Thursday, November 08, 2018

Back in the neighborhood, but hardly friendly today.


I've had this story for years, in the glorious Marvel Treasury Edition #22, which also included the delightful "Here We Go-A-Plotting!" But we finally have a copy to put in the scanner! From 1973, Marvel Team-Up #13, "The Granite Sky!" Written by Len Wein, pencils by Gil Kane, inks by Frank Giacoia and (per the GCD, an uncredited) David Hunt.

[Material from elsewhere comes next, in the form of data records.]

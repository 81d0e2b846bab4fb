use std::path::PathBuf;

use anyhow::Context;
use clap::Parser;
use nalgebra::Vector3;

use rocket_launcher::io::csv;
use rocket_launcher::io::json::{self, SolutionSummary};
use rocket_launcher::launcher::{estimate_launch_speed, Launcher, PointMassBody, RigidBody};
use rocket_launcher::{LaunchError, LaunchSolution, LauncherConfig};

/// Find a launch angle and speed that put the rocket on a target, then fly it.
#[derive(Parser, Debug)]
#[command(author, version, about = "Rocket auto-launcher (drag + fuel burn)")]
struct Cli {
    /// Target position
    #[arg(long, required = true, num_args = 3, value_names = ["X", "Y", "Z"], allow_negative_numbers = true)]
    target: Vec<f64>,

    /// Launch position (defaults to the configured pad)
    #[arg(long, num_args = 3, value_names = ["X", "Y", "Z"], allow_negative_numbers = true)]
    start: Option<Vec<f64>>,

    /// Rocket mass used by the search (defaults to the configured nominal mass)
    #[arg(long)]
    mass: Option<f64>,

    /// TOML launcher configuration
    #[arg(long)]
    config: Option<PathBuf>,

    /// Write the planned trajectory to this CSV file
    #[arg(long)]
    csv: Option<PathBuf>,

    /// Print a JSON summary instead of the report
    #[arg(long, default_value_t = false)]
    json: bool,

    /// Fly the launched rocket for this many physics steps and print the schedule
    #[arg(long, default_value_t = 0)]
    flight_ticks: usize,

    /// Physics step for the flight (defaults to the search time step)
    #[arg(long)]
    dt: Option<f64>,
}

fn main() -> anyhow::Result<()> {
    let cli = Cli::parse();

    let mut config = match &cli.config {
        Some(path) => LauncherConfig::load(path)
            .with_context(|| format!("loading {}", path.display()))?,
        None => LauncherConfig::default(),
    };
    if let Some(start) = &cli.start {
        config.home = to_vector(start);
    }
    let target = to_vector(&cli.target);
    let mass = cli.mass.unwrap_or(config.nominal_mass);
    let dt = cli.dt.unwrap_or(config.search.time_step);

    let mut body = PointMassBody::new(config.home, mass, config.physics.gravity);
    let mut launcher = Launcher::new(config)?;
    let cfg = launcher.config().clone();

    if !cli.json {
        eprintln!(
            "Searching {} candidates toward ({:.2}, {:.2}, {:.2}) ...",
            cfg.search.grid_size().unwrap_or_default(),
            target.x,
            target.y,
            target.z
        );
    }

    let solution = match launcher.request_launch(target, Some(mass), &mut body) {
        Ok(sol) => sol.clone(),
        Err(LaunchError::NoSolutionFound) => {
            anyhow::bail!(
                "no valid trajectory found within angle {}..{} deg, speed {}..{}",
                cfg.search.angle_min,
                cfg.search.angle_max,
                cfg.search.speed_min,
                cfg.search.speed_max
            );
        }
        Err(err) => return Err(err.into()),
    };

    let summary = SolutionSummary::from_solution(&solution, &target, cfg.search.time_step);

    if let Some(path) = &cli.csv {
        csv::write_trajectory_file(path, &solution.trajectory)
            .with_context(|| format!("writing {}", path.display()))?;
        if !cli.json {
            eprintln!("Exported: {}", path.display());
        }
    }

    if cli.json {
        let stdout = std::io::stdout();
        json::write_summary(&mut stdout.lock(), &summary)?;
    } else {
        print_report(&cfg, &target, mass, &solution, &summary);
    }

    if cli.flight_ticks > 0 {
        fly(&mut launcher, &mut body, cli.flight_ticks, dt, cli.json)?;
    }

    Ok(())
}

fn to_vector(v: &[f64]) -> Vector3<f64> {
    Vector3::new(v[0], v[1], v[2])
}

fn print_report(
    cfg: &LauncherConfig,
    target: &Vector3<f64>,
    mass: f64,
    solution: &LaunchSolution,
    summary: &SolutionSummary,
) {
    let estimate = estimate_launch_speed(&cfg.home, target, cfg.physics.gravity);

    println!();
    println!("====================================================================");
    println!("  LAUNCH SOLUTION");
    println!("====================================================================");
    println!();
    println!("  Setup");
    println!("  ──────────────────────────────────────────────────────────────────");
    println!(
        "  Pad:      ({:>8.2}, {:>8.2}, {:>8.2})   Mass:   {:>8.3} kg",
        cfg.home.x, cfg.home.y, cfg.home.z, mass
    );
    println!(
        "  Target:   ({:>8.2}, {:>8.2}, {:>8.2})   Cd*A:   {:>8.4} m^2",
        target.x,
        target.y,
        target.z,
        cfg.physics.drag_coefficient * cfg.physics.cross_sectional_area
    );
    println!(
        "  Fuel:     {:.3} -> {:.3} kg over {:.2} s",
        cfg.fuel.initial_mass, cfg.fuel.dry_mass, cfg.fuel.burn_duration
    );
    println!();
    println!("  Result");
    println!("  ──────────────────────────────────────────────────────────────────");
    println!("  Angle:     {:>8.1} deg", solution.angle);
    println!("  Speed:     {:>8.1} m/s   (sqrt(d*g) estimate {:.1} m/s)", solution.speed, estimate);
    println!("  Apex:      {:>8.2} m", summary.apex_height);
    println!("  Miss:      {:>8.3} m", summary.miss_distance.unwrap_or(f64::NAN));
    println!("  Time:      {:>8.2} s", summary.flight_time);
    println!(
        "  Search:    {} of {} candidates, {} samples",
        solution.evaluated,
        cfg.search.grid_size().unwrap_or_default(),
        summary.samples
    );
    println!("====================================================================");
    println!();
}

/// Drive the stand-in body with the launcher's per-step forces.
fn fly(
    launcher: &mut Launcher,
    body: &mut PointMassBody,
    ticks: usize,
    dt: f64,
    quiet: bool,
) -> anyhow::Result<()> {
    let sample_interval = (ticks / 30).max(1);
    if !quiet {
        println!("  Flight");
        println!("  ──────────────────────────────────────────────────────────────────");
        println!(
            "  {:>7}  {:>8}  {:>9}  {:>9}  {:>9}  {:>6}",
            "t (s)", "mass", "drag (N)", "x", "y", "phase"
        );
        println!("  {}", "─".repeat(60));
    }

    for i in 0..ticks {
        let Some(out) = launcher.fixed_update(body, dt)? else {
            break;
        };
        body.step(dt);

        let landed = body.on_ground();
        if !quiet && (i % sample_interval == 0 || landed || i + 1 == ticks) {
            let phase = if launcher.flight().burning(launcher.burn()) { "BURN" } else { "COAST" };
            let pos = body.position();
            println!(
                "  {:>7.2}  {:>8.4}  {:>9.4}  {:>9.2}  {:>9.2}  {:>6}",
                body.state.time,
                out.mass,
                out.force.norm(),
                pos.x,
                pos.y,
                if landed { "LAND" } else { phase }
            );
        }
        if landed {
            break;
        }
    }

    launcher.reset(body);
    Ok(())
}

Spidey is honestly, surly as hell this issue; although with good reason: this was still shortly after Gwen's death in Amazing #121. That issue was from June and this from September, and while Spidey had multiple adventures in his own book, Marvel Team-Up, and a guest-spot in Daredevil; it may only have been a couple weeks in Marvel-time since she died. Spidey had just returned from San Francisco, where it inexplicably took him, DD, and the Black Widow to beat Ramrod; and was looking for a fight to take his mind of his troubles. After he ditches out on a drunken sailor, though, he just misses a meteor land near the docks, that opens to reveal...the Grey Gargoyle?

Not far away, Spidey runs across two A.I.M. beekeepers running down the street: they seem mad since they had to run "from one costumed fanatic--and right into another!" He wallops them, then backtracks along their trail to find Captain America taking out more A.I.M. troops. Afterwards, Cap calls in S.H.I.E.L.D. for clean-up, and Spidey is remarkably testy, right before they're both...beamed up? To the S.H.I.E.L.D. helicarrier?

An overzealous (and over-confident) agent wants to capture Spider-Man for questioning, and gets shellacked with webbing for his trouble. Nick Fury strongly suggests Spidey not try that with him, but invites him to a briefing with Cap: A.I.M. had been after a missile "telemetry system," and while Cap had defended one and S.H.I.E.L.D. another, A.I.M. managed to steal a third. Still, it had been fitted with a homing device, leading them to a base in Queens, beneath the Science Pavilion of the '64 World's Fair. Instead of MODOK today, though, A.I.M. is being bossed around by the Grey Gargoyle, who had been launched into space in Captain America #142. (Two years prior, don't ask what he ate or breathed that whole time...) The Gargoyle had contacted A.I.M. to bring down his stony prison, and together they were going to take control of earth's airspace, or something.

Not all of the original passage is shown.